Dill v. C. L. Smith Lumber Co.

Opinion of the Court

LAND, J.

James A. Dill, employed by the defendant as foreman of a loading crew, while riding in a caboose at the rear end of a log train, was killed by the crushing in of the front- end of the caboose by a saw log which fell from the nearest skeleton car. The widow and minor children of the deceased sued for $25,000 damages. On the first trial, the jury awarded plaintiffs $15,-000 damages. This verdict was set aside, and, on the second trial, the jury awarded plaintiffs $4,000 damages. The defendant appealed, and the plaintiffs have answered and joined in the appeal, praying that the amount of the judgment be increased to $15,-000.

The petition charges that the defendant was negligent in not furnishing two toggle chains, or other suitable appliance, to bind the logs on the cars, and automatic couplers and brakes; and was also negligent in hauling the caboose full of men behind a loaded train of logs insecurely fastened.

Defendant filed an exception of no right or cause of action, which was overruled, and *365then answered with a general denial, pleading in the alternative contributory negligence, assumption of risk, and the negligence of fellow servants.

[1] After a careful review and consideration of the. evidence, we find that the defendant was not negligent in using only one toggle chain to bind the saw logs. Many sawmill companies use only one toggle chain, some use two, and others use none. We also find that the defendant company was not negligent in failing to provide automatic couplers and brakes, which it seems are never used on skeleton log cars. A master is not required to furnish the best and safest appliances, hut his obligation is met when he provides appliances that are reasonably safe and suitable for the purpose had in view. See Simon v. Black Lake Lumber Co., 127 La. 1071, 64 South. 354.

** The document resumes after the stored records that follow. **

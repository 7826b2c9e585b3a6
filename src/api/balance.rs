// SPDX-License-Identifier: AGPL-3.0-or-later
//
// Copyright (C) 2026 Relational Network

//! Account balance endpoint.

use axum::{extract::State, Json};
use tracing::{info, warn};

use crate::{
    error::ApiError,
    models::{BalanceRequest, BalanceResponse},
    providers::plaid::{AccountsBalanceGetRequest, PlaidError},
    state::AppState,
};

/// Fetch real-time balances for a linked client.
///
/// Plaid's payload is decoded into `AccountsGetResponse` and re-encoded, so
/// fields it does not model are dropped.
#[utoipa::path(
    post,
    path = "/api/balance",
    tag = "Balance",
    request_body = BalanceRequest,
    responses(
        (status = 200, description = "Balances, or Plaid failure in `failure`", body = BalanceResponse),
        (status = 404, description = "Unknown client_user_id"),
        (status = 409, description = "Client has not finished linking"),
        (status = 503, description = "Plaid unreachable or misconfigured")
    )
)]
pub async fn get_balance(
    State(state): State<AppState>,
    Json(request): Json<BalanceRequest>,
) -> Result<Json<BalanceResponse>, ApiError> {
    info!(client_user_id = %request.client_user_id, "Retrieving balance for account");

    let client = state
        .clients
        .get(&request.client_user_id)?
        .ok_or_else(|| ApiError::not_found(format!("Client {} not found", request.client_user_id)))?;

    let access_token = client.access_token.ok_or_else(|| {
        ApiError::conflict(format!(
            "Client {} has not linked an account yet",
            request.client_user_id
        ))
    })?;

    let plaid_request = AccountsBalanceGetRequest {
        access_token,
        options: None,
    };

    match state.plaid.accounts_balance_get(&plaid_request).await {
        Ok(balance) => Ok(Json(BalanceResponse {
            balance: Some(balance),
            failure: None,
        })),
        Err(PlaidError::Api(failure)) => {
            warn!(
                client_user_id = %request.client_user_id,
                error_code = %failure.error_code,
                "Plaid refused the balance request"
            );
            Ok(Json(BalanceResponse {
                balance: None,
                failure: Some(*failure),
            }))
        }
        Err(e) => Err(e.into()),
    }
}

#[cfg(test)]
mod tests {
    use crate::{api::router, state::testing::state_for};
    use axum::{
        body::{to_bytes, Body},
        http::{Request, StatusCode},
    };
    use serde_json::{json, Value};
    use tower::ServiceExt;
    use wiremock::{
        matchers::{body_partial_json, method, path},
        Mock, MockServer, ResponseTemplate,
    };

    async fn post_balance(app: axum::Router, client_user_id: &str) -> (StatusCode, Value) {
        let response = app
            .oneshot(
                Request::builder()
                    .method("POST")
                    .uri("/api/balance")
                    .header("content-type", "application/json")
                    .body(Body::from(
                        json!({ "client_user_id": client_user_id }).to_string(),
                    ))
                    .unwrap(),
            )
            .await
            .unwrap();
        let status = response.status();
        let bytes = to_bytes(response.into_body(), usize::MAX).await.unwrap();
        (status, serde_json::from_slice(&bytes).unwrap_or(Value::Null))
    }

    fn balance_payload() -> Value {
        json!({
            "accounts": [{
                "account_id": "acc-1",
                "balances": {
                    "available": 100.0,
                    "current": 110.0,
                    "limit": null,
                    "iso_currency_code": "USD",
                    "unofficial_currency_code": null
                },
                "mask": "0000",
                "name": "Plaid Checking",
                "official_name": null,
                "subtype": "checking",
                "type": "depository"
            }],
            "item": {
                "item_id": "item-1",
                "institution_id": "ins_109508",
                "webhook": null,
                "error": null,
                "available_products": ["balance"],
                "billed_products": ["auth"],
                "consent_expiration_time": null
            },
            "request_id": "req-4",
            "payment_risk_assessment": { "risk_level": "low" }
        })
    }

    #[tokio::test]
    async fn unknown_client_is_404() {
        let plaid = MockServer::start().await;
        let (state, _dir) = state_for(&plaid.uri());
        let (status, _) = post_balance(router(state), "ghost").await;
        assert_eq!(status, StatusCode::NOT_FOUND);
    }

    #[tokio::test]
    async fn unlinked_client_is_409() {
        let plaid = MockServer::start().await;
        let (state, _dir) = state_for(&plaid.uri());
        state.clients.register("device-1", "localhost").unwrap();

        let (status, body) = post_balance(router(state), "device-1").await;
        assert_eq!(status, StatusCode::CONFLICT);
        assert_eq!(body["error"], "Client device-1 has not linked an account yet");
    }

    #[tokio::test]
    async fn linked_client_gets_plaid_balances() {
        let plaid = MockServer::start().await;
        Mock::given(method("POST"))
            .and(path("/accounts/balance/get"))
            .and(body_partial_json(json!({ "access_token": "access-sandbox-1" })))
            .respond_with(ResponseTemplate::new(200).set_body_json(balance_payload()))
            .expect(1)
            .mount(&plaid)
            .await;

        let (state, _dir) = state_for(&plaid.uri());
        state.clients.register("device-1", "localhost").unwrap();
        state
            .clients
            .store_access_token("device-1", "access-sandbox-1", "item-1")
            .unwrap();

        let (status, body) = post_balance(router(state), "device-1").await;
        assert_eq!(status, StatusCode::OK);
        assert_eq!(body["failure"], Value::Null);
        assert_eq!(body["balance"]["accounts"][0]["account_id"], "acc-1");
        assert_eq!(body["balance"]["accounts"][0]["balances"]["current"], 110.0);
        assert_eq!(body["balance"]["item"]["billed_products"], json!(["auth"]));
        assert!(body["balance"].get("payment_risk_assessment").is_none());
    }

    #[tokio::test]
    async fn plaid_outage_is_503() {
        let plaid = MockServer::start().await;
        Mock::given(method("POST"))
            .and(path("/accounts/balance/get"))
            .respond_with(ResponseTemplate::new(500).set_body_string("internal"))
            .mount(&plaid)
            .await;

        let (state, _dir) = state_for(&plaid.uri());
        state.clients.register("device-1", "localhost").unwrap();
        state
            .clients
            .store_access_token("device-1", "access-sandbox-1", "item-1")
            .unwrap();

        let (status, _) = post_balance(router(state), "device-1").await;
        assert_eq!(status, StatusCode::SERVICE_UNAVAILABLE);
    }
}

[2] We find that a caboose attached immediately to the rear end of a loaded skeleton car in a moving log train is not a reasonably safe provision for the transportation of the employés of a sawmill company. The correctness of this conclusion is demonstrated by the accident which caused the death of James A. Dill. We find, however, that it is clearly established by a preponderance of the evidence that the proximate cause of the accident was the improper loading of the skeleton car, for which the deceased, as foreman of the loading crew, was responsible, and that the deceased, advised that some of the logs on the car might fall off during transit to the mill, assumed the risk of riding in the caboose on the occasion in question.

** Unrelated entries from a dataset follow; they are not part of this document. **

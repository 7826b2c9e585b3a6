// SPDX-License-Identifier: AGPL-3.0-or-later
//
// Copyright (C) 2026 Relational Network

//! # Storage Module
//!
//! Persists one record per client user id: the device address it last used
//! and, once linking finished, the Plaid access token for its item.
//!
//! ## Storage Layout
//!
//! ```text
//! $DATA_DIR/
//!   clients.redb    # client_user_id -> StoredClient
//! ```
//!
//! Access tokens are stored as-is. The service is a sandbox quickstart and
//! does not encrypt them at rest.

pub mod client_db;
pub mod paths;

pub use client_db::{ClientDatabase, ClientDbError, ClientDbResult, StoredClient};
pub use paths::StoragePaths;
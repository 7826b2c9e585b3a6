// SPDX-License-Identifier: AGPL-3.0-or-later
//
// Copyright (C) 2026 Relational Network

//! External account-linking providers.

pub mod plaid;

The car in question was loaded under the eye and direction of James A. Dill, as foreman. There was something unusual in the position of the logs. Meadows, one of Dill’s helpers, testified that the load did not look good to him when it got to the corral, but that he, in reply to a question, told Dill that he thought it would go. The locomotive engineer testified that there was . talk at the corral about the car not being properly loaded; that the load did not look good to him; that he asked the men at the caboose if they thought that the load would go to town; and that Dill replied that Meadows said it would. The engineer further testified that he saw the log supposed to have fallen off lying out of the notch on the top; and that the bad condition of the load was not due to the operation of the train. These two witnesses were called by the plaintiffs.

Dubose, foreman of the log cutters, testified that he called Dill’s attention to the log, and that the latter replied that it would go to town if the toggle chain did not break. Pippen, track foreman, testified that the top log under the toggle chain and two others were leaning to one side. Smith, woods foreman, testified that Dill had been superintendent of loading for more than two years; that he saw one log hanging out of its notch on the side of the ear, and asked Dill if he thought the load was safe to go in, and Dill said he thought it was.

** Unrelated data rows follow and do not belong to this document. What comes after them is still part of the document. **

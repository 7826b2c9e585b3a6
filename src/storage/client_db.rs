// SPDX-License-Identifier: AGPL-3.0-or-later
//
// Copyright (C) 2026 Relational Network

//! Embedded client database backed by redb (pure Rust, ACID).
//!
//! ## Table Layout
//!
//! - `clients`: client_user_id → serialized StoredClient (JSON bytes)

use std::path::Path;

use chrono::{DateTime, Utc};
use redb::{Database, ReadableDatabase, ReadableTable, TableDefinition};
use serde::{Deserialize, Serialize};
use tracing::debug;

/// Primary table: client_user_id → serialized StoredClient.
const CLIENTS: TableDefinition<&str, &[u8]> = TableDefinition::new("clients");

#[derive(Debug, thiserror::Error)]
pub enum ClientDbError {
    #[error("redb database error: {0}")]
    RedbDatabase(#[from] redb::DatabaseError),

    #[error("redb transaction error: {0}")]
    RedbTransaction(#[from] redb::TransactionError),

    #[error("redb table error: {0}")]
    RedbTable(#[from] redb::TableError),

    #[error("redb storage error: {0}")]
    RedbStorage(#[from] redb::StorageError),

    #[error("redb commit error: {0}")]
    RedbCommit(#[from] redb::CommitError),

    #[error("I/O error: {0}")]
    Io(#[from] std::io::Error),

    #[error("serialization error: {0}")]
    Serde(#[from] serde_json::Error),

    #[error("not found: {0}")]
    NotFound(String),
}

pub type ClientDbResult<T> = Result<T, ClientDbError>;

/// One device/user that has asked for a link token.
#[derive(Debug, Clone, PartialEq, Eq, Serialize, Deserialize)]
pub struct StoredClient {
    pub client_user_id: String,
    /// Device address reported by the most recent link token request.
    pub address: String,
    /// Plaid access token, present once the public token has been exchanged.
    #[serde(skip_serializing_if = "Option::is_none")]
    pub access_token: Option<String>,
    #[serde(skip_serializing_if = "Option::is_none")]
    pub item_id: Option<String>,
    pub created_at: DateTime<Utc>,
    pub updated_at: DateTime<Utc>,
}

impl StoredClient {
    pub fn new(client_user_id: impl Into<String>, address: impl Into<String>) -> Self {
        let now = Utc::now();
        Self {
            client_user_id: client_user_id.into(),
            address: address.into(),
            access_token: None,
            item_id: None,
            created_at: now,
            updated_at: now,
        }
    }

    pub fn is_linked(&self) -> bool {
        self.access_token.is_some()
    }
}

pub struct ClientDatabase {
    db: Database,
}

impl ClientDatabase {
    /// Open (or create) the database at the given path.
    pub fn open(path: &Path) -> ClientDbResult<Self> {
        if let Some(parent) = path.parent() {
            std::fs::create_dir_all(parent)?;
        }
        let db = Database::create(path)?;

        // Pre-create the table so later read transactions don't fail
        let write_txn = db.begin_write()?;
        {
            let _ = write_txn.open_table(CLIENTS)?;
        }
        write_txn.commit()?;

        Ok(Self { db })
    }

    pub fn get(&self, client_user_id: &str) -> ClientDbResult<Option<StoredClient>> {
        let read_txn = self.db.begin_read()?;
        let table = read_txn.open_table(CLIENTS)?;
        let client = match table.get(client_user_id)? {
            Some(value) => Some(serde_json::from_slice(value.value())?),
            None => None,
        };
        Ok(client)
    }

    /// Record a client the first time it asks for a link token.
    ///
    /// Repeat registrations only refresh the address; a stored access token
    /// survives.
    pub fn register(&self, client_user_id: &str, address: &str) -> ClientDbResult<StoredClient> {
        let write_txn = self.db.begin_write()?;
        let client = {
            let mut table = write_txn.open_table(CLIENTS)?;

            let existing = match table.get(client_user_id)? {
                Some(value) => Some(serde_json::from_slice::<StoredClient>(value.value())?),
                None => None,
            };

            let client = match existing {
                Some(mut client) => {
                    debug!(client_user_id, "Refreshing registered client");
                    client.address = address.to_string();
                    client.updated_at = Utc::now();
                    client
                }
                None => {
                    debug!(client_user_id, "Registering new client");
                    StoredClient::new(client_user_id, address)
                }
            };

            let json = serde_json::to_vec(&client)?;
            table.insert(client_user_id, json.as_slice())?;
            client
        };
        write_txn.commit()?;
        Ok(client)
    }

    /// Attach the Plaid access token for a registered client.
    pub fn store_access_token(
        &self,
        client_user_id: &str,
        access_token: &str,
        item_id: &str,
    ) -> ClientDbResult<StoredClient> {
        let write_txn = self.db.begin_write()?;
        let client = {
            let mut table = write_txn.open_table(CLIENTS)?;

            let existing_bytes = {
                let existing = table
                    .get(client_user_id)?
                    .ok_or_else(|| ClientDbError::NotFound(format!("Client {client_user_id}")))?;
                existing.value().to_vec()
            };

            let mut client: StoredClient = serde_json::from_slice(&existing_bytes)?;
            client.access_token = Some(access_token.to_string());
            client.item_id = Some(item_id.to_string());
            client.updated_at = Utc::now();

            let json = serde_json::to_vec(&client)?;
            table.insert(client_user_id, json.as_slice())?;
            client
        };
        write_txn.commit()?;
        Ok(client)
    }

    /// Confirms a read transaction can be opened on the clients table.
    pub fn health_check(&self) -> ClientDbResult<()> {
        let read_txn = self.db.begin_read()?;
        let _ = read_txn.open_table(CLIENTS)?;
        Ok(())
    }
}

We do not think it would be just to mulct the defendant in damages for the fault or mistake of its foreman, which, at least, contributed directly to the accident which caused his untimely death.

It is therefore ordered that the verdict and judgment below be reversed, and it is now ordered that plaintiff’s suit be dismissed, with costs in both courts.

Reference

Full Case Name
DILL v. C. L. SMITH LUMBER CO.
Cited By
1 case
Status
Published
Syllabus
(Syllabus by the Court.) 1. Master and Servant (§§ 101, 102*) — Injuries to Servant — Appliances—Care Required. A master is not required to furnish the best and safest appliances, but his obligation is met when he provides appliances that are reasonably safe and suitable for the purpose had in view. (Ed. Note. — For other cases, see Master and Servant, Cent. Dig. §§ 135, 171, 174, 178, 179, 180-184, 192; Dec. Dig. §§ 101, 102.*] 2. Master aND Servant (§ 233*) — Injuries to Servant — Contributory Negligence. Where the deceased, loading foreman of defendant, improperly loaded logs on a skeleton car, and one of them fell in transit and penetrated the caboose in which the foreman was riding, causing his death, held, that the foreman was guilty of such contributory negligence as to preclude recovery of damages by his widow and minor children. [Ed. Note. — For other cases, see Master and Servant, Cent. Dig. §§ 681, 684-686, 701-742; Dec. Dig. § 233.*]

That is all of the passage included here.